The resolutions, lodged with 82 U.S. and Canadian companies, seek a range of concessions, from improved sustainability reporting to energy efficiency efforts.
The Investor Network on Climate Risk is backed by investor group Ceres. In all, the network of 80 institutional investors manages $8 trillion in assets.
“As the SEC recently affirmed with its disclosure guidance, climate change presents clear material risks and opportunities for U.S. businesses – and investors have a right to know which companies are well prepared and which are not,” said Mindy Lubber, president of Ceres.

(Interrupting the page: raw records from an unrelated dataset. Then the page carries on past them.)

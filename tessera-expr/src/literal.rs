use std::any::Any;
use std::fmt::Display;
use std::sync::Arc;

use arrow_array::RecordBatch;
use tessera_error::TesseraResult;

use crate::{ColumnarValue, ExprRef, ScalarValue, TesseraExpr};

#[derive(Debug, PartialEq, Eq)]
pub struct Literal {
    value: ScalarValue,
}

impl Literal {
    pub fn new_expr(value: ScalarValue) -> ExprRef {
        Arc::new(Self { value })
    }

    pub fn value(&self) -> &ScalarValue {
        &self.value
    }
}

impl Display for Literal {
    fn fmt(&self, f: &mut std::fmt::Formatter<'_>) -> std::fmt::Result {
        write!(f, "{}", self.value)
    }
}

impl TesseraExpr for Literal {
    fn as_any(&self) -> &dyn Any {
        self
    }

    fn evaluate(&self, _batch: &RecordBatch) -> TesseraResult<ColumnarValue> {
        Ok(ColumnarValue::Scalar(self.value.to_scalar()))
    }

    fn children(&self) -> Vec<&ExprRef> {
        vec![]
    }
}

/// Create a new `Literal` expression from a type that coerces to [`ScalarValue`].
///
/// ## Example usage
///
/// ```
/// use tessera_expr::{lit, Literal, ScalarValue};
///
/// let number = lit(34i64);
///
/// let literal = number.as_any()
///     .downcast_ref::<Literal>()
///     .unwrap();
/// assert_eq!(literal.value(), &ScalarValue::Int64(34));
/// ```
pub fn lit(value: impl Into<ScalarValue>) -> ExprRef {
    Literal::new_expr(value.into())
}
use async_trait::async_trait;
use bytes::Bytes;
use moka::future::{Cache, CacheBuilder};
use moka::policy::EvictionPolicy;
use rustc_hash::FxBuildHasher;
use tessera_error::TesseraResult;

use crate::ByteRange;

/// The default capacity of a [`MokaPageCache`].
pub const DEFAULT_PAGE_CACHE_BYTES: u64 = 64 << 20;

/// A cache of raw page bytes, keyed by their location in one file.
///
/// A cache instance must not be shared between readers of different files.
#[async_trait]
pub trait PageCache: Send + Sync {
    async fn get(&self, range: ByteRange) -> TesseraResult<Option<Bytes>>;
    async fn put(&self, range: ByteRange, bytes: Bytes) -> TesseraResult<()>;
}

/// A [`PageCache`] that never holds anything.
#[derive(Debug, Default, Clone, Copy)]
pub struct NoOpPageCache;

#[async_trait]
impl PageCache for NoOpPageCache {
    async fn get(&self, _range: ByteRange) -> TesseraResult<Option<Bytes>> {
        Ok(None)
    }

    async fn put(&self, _range: ByteRange, _bytes: Bytes) -> TesseraResult<()> {
        Ok(())
    }
}

/// A [`PageCache`] based around an in-memory Moka cache.
pub struct MokaPageCache(Cache<ByteRange, Bytes, FxBuildHasher>);

impl MokaPageCache {
    pub fn new(max_capacity_bytes: u64) -> Self {
        Self(
            CacheBuilder::new(max_capacity_bytes)
                .name("tessera-page-cache")
                // Weight each page by its size in bytes.
                .weigher(|_, bytes: &Bytes| u32::try_from(bytes.len()).unwrap_or(u32::MAX))
                // Pages are re-read across scans of the same file, not within one scan.
                .eviction_policy(EvictionPolicy::tiny_lfu())
                .build_with_hasher(FxBuildHasher),
        )
    }
}

impl Default for MokaPageCache {
    fn default() -> Self {
        Self::new(DEFAULT_PAGE_CACHE_BYTES)
    }
}

#[async_trait]
impl PageCache for MokaPageCache {
    async fn get(&self, range: ByteRange) -> TesseraResult<Option<Bytes>> {
        Ok(self.0.get(&range).await)
    }

    async fn put(&self, range: ByteRange, bytes: Bytes) -> TesseraResult<()> {
        self.0.insert(range, bytes).await;
        Ok(())
    }
}

#[cfg(test)]
mod tests {
    use super::*;

    #[tokio::test]
    async fn moka_cache_round_trip() {
        let cache = MokaPageCache::default();
        let range = ByteRange::new(4, 3);
        assert_eq!(cache.get(range).await.unwrap(), None);

        cache.put(range, Bytes::from_static(b"abc")).await.unwrap();
        assert_eq!(
            cache.get(range).await.unwrap(),
            Some(Bytes::from_static(b"abc"))
        );
        assert_eq!(cache.get(ByteRange::new(4, 2)).await.unwrap(), None);
    }

    #[tokio::test]
    async fn noop_cache_forgets() {
        let cache = NoOpPageCache;
        cache
            .put(ByteRange::new(0, 1), Bytes::from_static(b"x"))
            .await
            .unwrap();
        assert_eq!(cache.get(ByteRange::new(0, 1)).await.unwrap(), None);
    }
}
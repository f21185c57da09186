//! The logical schema persisted in every file.

use std::collections::{BTreeMap, HashMap};
use std::fmt::{Display, Formatter};
use std::sync::Arc;

use arrow_schema::{DataType, Field as ArrowField, Fields, Schema as ArrowSchema, SchemaRef};
use itertools::Itertools;
use tessera_error::{TesseraResult, tessera_bail, tessera_err};

use crate::{FIELD_ID_METADATA_KEY, LogicalType};

/// The stable identifier of a field within a schema.
pub type FieldId = i32;

/// One (possibly nested) field of a [`Schema`].
#[derive(Debug, Clone)]
pub struct Field {
    id: FieldId,
    name: String,
    logical_type: LogicalType,
    nullable: bool,
    children: Vec<Field>,
    metadata: BTreeMap<String, String>,
}

impl Field {
    pub fn new(
        id: FieldId,
        name: impl Into<String>,
        logical_type: LogicalType,
        nullable: bool,
    ) -> Self {
        Self {
            id,
            name: name.into(),
            logical_type,
            nullable,
            children: Vec::new(),
            metadata: BTreeMap::new(),
        }
    }

    pub fn with_children(mut self, children: Vec<Field>) -> Self {
        self.children = children;
        self
    }

    pub fn with_metadata(mut self, metadata: BTreeMap<String, String>) -> Self {
        self.metadata = metadata;
        self
    }

    pub fn id(&self) -> FieldId {
        self.id
    }

    pub fn name(&self) -> &str {
        &self.name
    }

    pub fn logical_type(&self) -> &LogicalType {
        &self.logical_type
    }

    pub fn nullable(&self) -> bool {
        self.nullable
    }

    pub fn children(&self) -> &[Field] {
        &self.children
    }

    pub fn metadata(&self) -> &BTreeMap<String, String> {
        &self.metadata
    }

    /// This field followed by all of its descendants, depth-first.
    pub fn pre_order(&self) -> Vec<&Field> {
        let mut out = vec![self];
        for child in &self.children {
            out.extend(child.pre_order());
        }
        out
    }

    /// Convert to an Arrow field, carrying the field id in the field metadata.
    pub fn to_arrow(&self) -> TesseraResult<ArrowField> {
        let data_type = match &self.logical_type {
            LogicalType::Struct => DataType::Struct(
                self.children
                    .iter()
                    .map(|c| c.to_arrow())
                    .collect::<TesseraResult<Fields>>()?,
            ),
            LogicalType::List => {
                let [element] = self.children.as_slice() else {
                    tessera_bail!(
                        SchemaMismatch: "list field {} must have exactly one child, has {}",
                        self.name,
                        self.children.len()
                    );
                };
                DataType::List(Arc::new(element.to_arrow()?))
            }
            leaf => leaf.to_arrow_leaf()?,
        };

        let mut metadata: HashMap<String, String> = self
            .metadata
            .iter()
            .map(|(k, v)| (k.clone(), v.clone()))
            .collect();
        metadata.insert(FIELD_ID_METADATA_KEY.to_string(), self.id.to_string());

        Ok(ArrowField::new(&self.name, data_type, self.nullable).with_metadata(metadata))
    }

    fn from_arrow(field: &ArrowField, next_id: &mut FieldId) -> TesseraResult<Self> {
        let mut metadata: BTreeMap<String, String> = field
            .metadata()
            .iter()
            .map(|(k, v)| (k.clone(), v.clone()))
            .collect();

        let id = match metadata.remove(FIELD_ID_METADATA_KEY) {
            Some(id) => id.parse::<FieldId>().map_err(|e| {
                tessera_err!(SchemaMismatch: "invalid field id '{}' on {}: {}", id, field.name(), e)
            })?,
            None => *next_id,
        };
        *next_id = (*next_id).max(id).saturating_add(1);

        let logical_type = LogicalType::from_arrow(field.data_type())?;
        let children = match field.data_type() {
            DataType::Struct(fields) => fields
                .iter()
                .map(|f| Field::from_arrow(f, next_id))
                .collect::<TesseraResult<Vec<_>>>()?,
            DataType::List(element) => vec![Field::from_arrow(element, next_id)?],
            _ => Vec::new(),
        };

        Ok(Self {
            id,
            name: field.name().clone(),
            logical_type,
            nullable: field.is_nullable(),
            children,
            metadata,
        })
    }
}

/// Fields compare by id, name, type, nullability and children; metadata does not participate.
impl PartialEq for Field {
    fn eq(&self, other: &Self) -> bool {
        self.id == other.id
            && self.name == other.name
            && self.logical_type == other.logical_type
            && self.nullable == other.nullable
            && self.children == other.children
    }
}

impl Eq for Field {}

impl Display for Field {
    fn fmt(&self, f: &mut Formatter<'_>) -> std::fmt::Result {
        write!(f, "{}#{}: {}", self.name, self.id, self.logical_type)?;
        if !self.nullable {
            write!(f, " not null")?;
        }
        if !self.children.is_empty() {
            write!(f, "<{}>", self.children.iter().format(", "))?;
        }
        Ok(())
    }
}

/// An ordered set of fields with unique ids.
#[derive(Debug, Clone, Default)]
pub struct Schema {
    fields: Vec<Field>,
    metadata: BTreeMap<String, String>,
}

impl Schema {
    /// Create a schema, checking that every field id is unique.
    pub fn try_new(fields: Vec<Field>) -> TesseraResult<Self> {
        let schema = Self {
            fields,
            metadata: BTreeMap::new(),
        };
        schema.validate_ids()?;
        Ok(schema)
    }

    pub fn with_metadata(mut self, metadata: BTreeMap<String, String>) -> Self {
        self.metadata = metadata;
        self
    }

    fn validate_ids(&self) -> TesseraResult<()> {
        if let Some(dup) = self.all_fields().iter().map(|f| f.id()).duplicates().next() {
            tessera_bail!(SchemaMismatch: "duplicate field id {}", dup);
        }
        Ok(())
    }

    /// The top-level fields in order.
    pub fn fields(&self) -> &[Field] {
        &self.fields
    }

    pub fn metadata(&self) -> &BTreeMap<String, String> {
        &self.metadata
    }

    /// Every field, top-level and nested, in depth-first pre-order.
    pub fn all_fields(&self) -> Vec<&Field> {
        self.fields.iter().flat_map(|f| f.pre_order()).collect()
    }

    /// Look up a field anywhere in the schema by id.
    pub fn field(&self, id: FieldId) -> Option<&Field> {
        self.all_fields().into_iter().find(|f| f.id() == id)
    }

    /// The index of a top-level field by name.
    pub fn index_of(&self, name: &str) -> Option<usize> {
        self.fields.iter().position(|f| f.name() == name)
    }

    /// The chain of fields from a top-level field down to the field with `id`, inclusive.
    pub fn path_to(&self, id: FieldId) -> Option<Vec<&Field>> {
        fn search<'a>(field: &'a Field, id: FieldId, path: &mut Vec<&'a Field>) -> bool {
            path.push(field);
            if field.id() == id || field.children().iter().any(|c| search(c, id, path)) {
                return true;
            }
            path.pop();
            false
        }

        let mut path = Vec::new();
        self.fields
            .iter()
            .any(|f| search(f, id, &mut path))
            .then_some(path)
    }

    /// Convert to an Arrow schema. Field ids travel in each field's metadata.
    pub fn to_arrow(&self) -> TesseraResult<SchemaRef> {
        let fields = self
            .fields
            .iter()
            .map(|f| f.to_arrow())
            .collect::<TesseraResult<Vec<_>>>()?;
        let metadata = self
            .metadata
            .iter()
            .map(|(k, v)| (k.clone(), v.clone()))
            .collect();
        Ok(Arc::new(ArrowSchema::new_with_metadata(fields, metadata)))
    }

    /// Convert from an Arrow schema.
    ///
    /// Field ids are taken from field metadata when present; fields without one are numbered in
    /// depth-first pre-order, continuing after the largest id seen so far.
    pub fn from_arrow(schema: &ArrowSchema) -> TesseraResult<Self> {
        let mut next_id = 0;
        let fields = schema
            .fields()
            .iter()
            .map(|f| Field::from_arrow(f, &mut next_id))
            .collect::<TesseraResult<Vec<_>>>()?;
        let metadata = schema
            .metadata()
            .iter()
            .map(|(k, v)| (k.clone(), v.clone()))
            .collect();
        Ok(Self::try_new(fields)?.with_metadata(metadata))
    }

    /// A schema with only the given top-level fields, in the given order.
    pub fn project(&self, indices: &[usize]) -> TesseraResult<Self> {
        let fields = indices
            .iter()
            .map(|&i| {
                self.fields.get(i).cloned().ok_or_else(|| {
                    tessera_err!(ColumnNotFound: "no top-level field at index {}", i)
                })
            })
            .collect::<TesseraResult<Vec<_>>>()?;
        Ok(Self {
            fields,
            metadata: self.metadata.clone(),
        })
    }
}

impl PartialEq for Schema {
    fn eq(&self, other: &Self) -> bool {
        self.fields == other.fields
    }
}

impl Eq for Schema {}

impl Display for Schema {
    fn fmt(&self, f: &mut Formatter<'_>) -> std::fmt::Result {
        write!(f, "{{{}}}", self.fields.iter().format(", "))
    }
}

#[cfg(test)]
mod tests {
    use arrow_schema::TimeUnit;

    use tessera_error::TesseraError;

    use super::*;

    fn arrow_schema() -> ArrowSchema {
        ArrowSchema::new(vec![
            ArrowField::new("id", DataType::Int64, false),
            ArrowField::new(
                "point",
                DataType::Struct(Fields::from(vec![
                    ArrowField::new("x", DataType::Float64, true),
                    ArrowField::new("y", DataType::Float64, true),
                ])),
                true,
            ),
            ArrowField::new(
                "tags",
                DataType::List(Arc::new(ArrowField::new("item", DataType::Utf8, true))),
                true,
            ),
            ArrowField::new(
                "ts",
                DataType::Timestamp(TimeUnit::Millisecond, Some("UTC".into())),
                true,
            ),
        ])
    }

    #[test]
    fn ids_assigned_in_pre_order() {
        let schema = Schema::from_arrow(&arrow_schema()).unwrap();
        let ids = schema
            .all_fields()
            .iter()
            .map(|f| (f.name().to_string(), f.id()))
            .collect::<Vec<_>>();
        assert_eq!(
            ids,
            vec![
                ("id".to_string(), 0),
                ("point".to_string(), 1),
                ("x".to_string(), 2),
                ("y".to_string(), 3),
                ("tags".to_string(), 4),
                ("item".to_string(), 5),
                ("ts".to_string(), 6),
            ]
        );
    }

    #[test]
    fn arrow_round_trip_preserves_ids() {
        let schema = Schema::from_arrow(&arrow_schema()).unwrap();
        let arrow = schema.to_arrow().unwrap();
        assert_eq!(
            arrow.field(1).metadata().get(FIELD_ID_METADATA_KEY),
            Some(&"1".to_string())
        );
        let back = Schema::from_arrow(&arrow).unwrap();
        assert_eq!(back, schema);
        assert_eq!(back.to_arrow().unwrap(), arrow);
    }

    #[test]
    fn explicit_ids_are_kept() {
        let arrow = ArrowSchema::new(vec![
            ArrowField::new("a", DataType::Int32, true).with_metadata(HashMap::from([(
                FIELD_ID_METADATA_KEY.to_string(),
                "10".to_string(),
            )])),
            ArrowField::new("b", DataType::Int32, true),
        ]);
        let schema = Schema::from_arrow(&arrow).unwrap();
        assert_eq!(schema.fields()[0].id(), 10);
        assert_eq!(schema.fields()[1].id(), 11);
    }

    #[test]
    fn duplicate_ids_rejected() {
        let with_id = |name: &str| {
            ArrowField::new(name, DataType::Int32, true).with_metadata(HashMap::from([(
                FIELD_ID_METADATA_KEY.to_string(),
                "3".to_string(),
            )]))
        };
        let arrow = ArrowSchema::new(vec![with_id("a"), with_id("b")]);
        assert!(matches!(
            Schema::from_arrow(&arrow),
            Err(TesseraError::SchemaMismatch(..))
        ));
    }

    #[test]
    fn unsupported_type_is_schema_mismatch() {
        let arrow = ArrowSchema::new(vec![ArrowField::new(
            "m",
            DataType::Duration(TimeUnit::Second),
            true,
        )]);
        assert!(matches!(
            Schema::from_arrow(&arrow),
            Err(TesseraError::SchemaMismatch(..))
        ));
    }

    #[test]
    fn equality_ignores_metadata() {
        let schema = Schema::from_arrow(&arrow_schema()).unwrap();
        let with_meta = schema
            .clone()
            .with_metadata(BTreeMap::from([("k".to_string(), "v".to_string())]));
        assert_eq!(schema, with_meta);

        let renamed = Schema::try_new(vec![Field::new(0, "other", LogicalType::Int64, false)])
            .unwrap();
        assert_ne!(schema.project(&[0]).unwrap(), renamed);
    }

    #[test]
    fn lookup_and_paths() {
        let schema = Schema::from_arrow(&arrow_schema()).unwrap();
        assert_eq!(schema.field(3).map(|f| f.name()), Some("y"));
        assert_eq!(schema.index_of("tags"), Some(2));
        let path = schema.path_to(5).unwrap();
        assert_eq!(
            path.iter().map(|f| f.name()).collect::<Vec<_>>(),
            vec!["tags", "item"]
        );
        assert!(schema.path_to(42).is_none());
        assert_eq!(
            schema.project(&[0]).unwrap().to_string(),
            "{id#0: int64 not null}"
        );
    }
}
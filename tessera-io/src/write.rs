use std::io;

use bytes::Bytes;
use futures::FutureExt;
use futures::future::BoxFuture;

/// An append-only, asynchronous byte sink.
///
/// Writers only ever append: nothing written is revisited, so sinks backed by object stores or
/// pipes work as well as local files.
pub trait WriteSink: Send {
    /// Append the whole buffer to the sink.
    fn write_all(&mut self, buffer: Bytes) -> BoxFuture<'_, io::Result<()>>;

    fn flush(&mut self) -> BoxFuture<'_, io::Result<()>>;

    fn shutdown(&mut self) -> BoxFuture<'_, io::Result<()>>;
}

impl WriteSink for Vec<u8> {
    fn write_all(&mut self, buffer: Bytes) -> BoxFuture<'_, io::Result<()>> {
        self.extend_from_slice(&buffer);
        futures::future::ready(Ok(())).boxed()
    }

    fn flush(&mut self) -> BoxFuture<'_, io::Result<()>> {
        futures::future::ready(Ok(())).boxed()
    }

    fn shutdown(&mut self) -> BoxFuture<'_, io::Result<()>> {
        futures::future::ready(Ok(())).boxed()
    }
}

impl<W: WriteSink + ?Sized> WriteSink for &mut W {
    fn write_all(&mut self, buffer: Bytes) -> BoxFuture<'_, io::Result<()>> {
        (*self).write_all(buffer)
    }

    fn flush(&mut self) -> BoxFuture<'_, io::Result<()>> {
        (*self).flush()
    }

    fn shutdown(&mut self) -> BoxFuture<'_, io::Result<()>> {
        (*self).shutdown()
    }
}

impl<W: WriteSink + ?Sized> WriteSink for Box<W> {
    fn write_all(&mut self, buffer: Bytes) -> BoxFuture<'_, io::Result<()>> {
        W::write_all(self, buffer)
    }

    fn flush(&mut self) -> BoxFuture<'_, io::Result<()>> {
        W::flush(self)
    }

    fn shutdown(&mut self) -> BoxFuture<'_, io::Result<()>> {
        W::shutdown(self)
    }
}
#[cfg(test)]
mod tests {
    use std::collections::BTreeMap;

    use tessera_error::TesseraError;

    use super::*;

    fn page(offset: u64, rows: u64) -> PageSpec {
        PageSpec {
            range: ByteRange::new(offset, rows * 8),
            value_count: rows,
            null_count: 0,
            checksum: Some(7),
        }
    }

    fn manifest() -> Manifest {
        let schema = Schema::try_new(vec![
            Field::new(0, "id", LogicalType::Int64, false),
            Field::new(
                1,
                "name",
                LogicalType::Dictionary {
                    key: Box::new(LogicalType::Int8),
                    value: Box::new(LogicalType::Utf8),
                },
                true,
            )
            .with_metadata(BTreeMap::from([("k".to_string(), "v".to_string())])),
        ])
        .unwrap()
        .with_metadata(BTreeMap::from([("origin".to_string(), "test".to_string())]));

        Manifest::try_new(
            Arc::new(schema),
            vec![2, 2, 1],
            vec![
                ColumnLayout::new(0, Encoding::Plain, vec![page(4, 2), page(30, 2), page(60, 1)], None),
                ColumnLayout::new(
                    1,
                    Encoding::Dictionary,
                    vec![page(20, 2), page(46, 2), page(68, 1)],
                    Some(page(80, 3)),
                ),
            ],
        )
        .unwrap()
    }

    #[test]
    fn reencode_is_byte_identical() {
        let bytes = manifest().to_bytes();
        let decoded = Manifest::decode(&bytes).unwrap();
        assert_eq!(decoded, manifest());
        assert_eq!(decoded.to_bytes(), bytes);
        assert_eq!(
            decoded.schema().fields()[1].metadata().get("k"),
            Some(&"v".to_string())
        );
        assert_eq!(
            decoded.schema().metadata().get("origin"),
            Some(&"test".to_string())
        );
    }

    #[test]
    fn page_ranges() {
        let m = manifest();
        assert_eq!(m.row_count(), 5);
        assert_eq!(m.num_pages(), 3);
        assert_eq!(m.page_row_range(2), 4..5);
        assert_eq!(m.pages_overlapping(0..5), 0..3);
        assert_eq!(m.pages_overlapping(1..3), 0..2);
        assert_eq!(m.pages_overlapping(4..5), 2..3);
        assert_eq!(m.pages_overlapping(2..2), 0..0);
    }

    #[test]
    fn layout_lookups() {
        let m = manifest();
        assert_eq!(m.column_layout(0).unwrap().pages().len(), 3);
        assert_eq!(m.dictionary_range(0).unwrap(), None);
        assert_eq!(m.dictionary_range(1).unwrap(), Some(ByteRange::new(80, 24)));
        assert!(matches!(
            m.column_layout(9),
            Err(TesseraError::ColumnNotFound(..))
        ));
    }

    #[test]
    fn layout_must_lie_in_data_region() {
        let m = manifest();
        m.validate_layout(104).unwrap();
        assert!(matches!(
            m.validate_layout(100),
            Err(TesseraError::CorruptFile(..))
        ));
    }

    #[test]
    fn newer_manifest_version() {
        let mut proto = manifest().to_proto();
        proto.version = u32::from(VERSION) + 1;
        assert!(matches!(
            Manifest::decode(&proto.encode_to_vec()),
            Err(TesseraError::UnsupportedVersion(..))
        ));
    }

    #[test]
    fn inconsistent_manifests_are_corrupt() {
        let mut missing_page = manifest().to_proto();
        missing_page.fields[0].pages.pop();
        assert!(matches!(
            Manifest::decode(&missing_page.encode_to_vec()),
            Err(TesseraError::CorruptFile(..))
        ));

        let mut wrong_rows = manifest().to_proto();
        wrong_rows.row_count = 6;
        assert!(matches!(
            Manifest::decode(&wrong_rows.encode_to_vec()),
            Err(TesseraError::CorruptFile(..))
        ));

        let mut orphan = manifest().to_proto();
        orphan.fields[1].parent_id = 42;
        assert!(matches!(
            Manifest::decode(&orphan.encode_to_vec()),
            Err(TesseraError::CorruptFile(..))
        ));

        let mut unknown_encoding = manifest().to_proto();
        unknown_encoding.fields[0].encoding = 99;
        assert!(matches!(
            Manifest::decode(&unknown_encoding.encode_to_vec()),
            Err(TesseraError::CorruptFile(..))
        ));

        assert!(matches!(
            Manifest::decode(b"\xff\xff\xff"),
            Err(TesseraError::CorruptFile(..))
        ));
    }

    #[test]
    fn list_descendants_are_not_row_addressable() {
        let schema = Schema::try_new(vec![
            Field::new(0, "tags", LogicalType::List, true).with_children(vec![
                Field::new(1, "item", LogicalType::Struct, true).with_children(vec![Field::new(
                    2,
                    "v",
                    LogicalType::Int32,
                    true,
                )]),
            ]),
            Field::new(3, "p", LogicalType::Struct, true).with_children(vec![Field::new(
                4,
                "x",
                LogicalType::Int32,
                true,
            )]),
        ])
        .unwrap();
        let m = Manifest::try_new(
            Arc::new(schema),
            vec![],
            vec![
                ColumnLayout::new(0, Encoding::ListOffsets, vec![], None),
                ColumnLayout::new(1, Encoding::Validity, vec![], None),
                ColumnLayout::new(2, Encoding::Plain, vec![], None),
                ColumnLayout::new(3, Encoding::Validity, vec![], None),
                ColumnLayout::new(4, Encoding::Plain, vec![], None),
            ],
        )
        .unwrap();
        assert!(m.is_row_addressable(0));
        assert!(!m.is_row_addressable(1));
        assert!(!m.is_row_addressable(2));
        assert!(m.is_row_addressable(4));
        assert!(!m.is_row_addressable(9));
        assert_eq!(m.row_count(), 0);
    }
}
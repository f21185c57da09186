//! A self-describing columnar file format for Arrow record batches.
//!
//! Files are written with a [`FileWriter`](file::FileWriter) and read with a
//! [`FileReader`](file::FileReader), whose [`ScanBuilder`](file::ScanBuilder) pushes column
//! projection and row filters down into decoding. Hosts that scan many files go through the
//! [`FileFormat`](file::FileFormat) trait implemented by [`TesseraFormat`](file::TesseraFormat).

pub use tessera_file::*;
pub use {
    tessera_error as error, tessera_expr as expr, tessera_file as file, tessera_io as io,
};

#[cfg(test)]
mod test {
    use std::sync::Arc;

    use arrow_array::cast::AsArray;
    use arrow_array::types::Int32Type;
    use arrow_array::{Int32Array, RecordBatch};
    use arrow_schema::{DataType, Field, Schema};
    use futures::TryStreamExt;

    use crate::expr::{col, lit, lt};
    use crate::{FileReader, FileWriter, ScanBuilder, WriteOptions};

    #[tokio::test]
    async fn write_then_scan() {
        let schema = Arc::new(Schema::new(vec![Field::new("n", DataType::Int32, false)]));
        let batch = RecordBatch::try_new(
            schema.clone(),
            vec![Arc::new(Int32Array::from_iter_values(0..10))],
        )
        .unwrap();

        let mut writer = FileWriter::try_new(Vec::new(), &schema, WriteOptions::default()).unwrap();
        writer.write_batch(&batch).await.unwrap();
        writer.finalize().await.unwrap();

        let reader = FileReader::open(bytes::Bytes::from(writer.into_inner()));
        let batches: Vec<RecordBatch> = ScanBuilder::new(reader)
            .with_filter(lt(col("n"), lit(3i32)))
            .into_stream()
            .await
            .unwrap()
            .try_collect()
            .await
            .unwrap();

        let values = batches
            .iter()
            .flat_map(|b| b.column(0).as_primitive::<Int32Type>().values().to_vec())
            .collect::<Vec<_>>();
        assert_eq!(values, vec![0, 1, 2]);
    }
}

“We want our companies to closely look at the impact climate change legislation and regulation have on them, to realistically assess those risks, and to consider the indirect consequences of climate change-driven regulation and business trends on their activities,” said Jack Ehnes, CEO of CalSTRS, which manages $131 billion dollars in assets.
So far this year, the investors have been able to convince enough companies to make changes that 28 shareholder resolutions have been withdrawn, according to the release.
Among the resolutions, CalSTRS, a public pension fund, filed a resolution with ConocoPhillips, protesting its oil sands operations.
A similar resolution over oil sands processing was filed by Green Century Capital Management against ExxonMobil.
See a complete list of the resolutions here.
Last year, Ceres put companies including Exxon Mobil Corp., General Motors and coal miner Massey Energy Co. on a “Climate Watch” list, citing concerns that the firms’ long-term competitiveness could be hurt by their lack of action on climate change.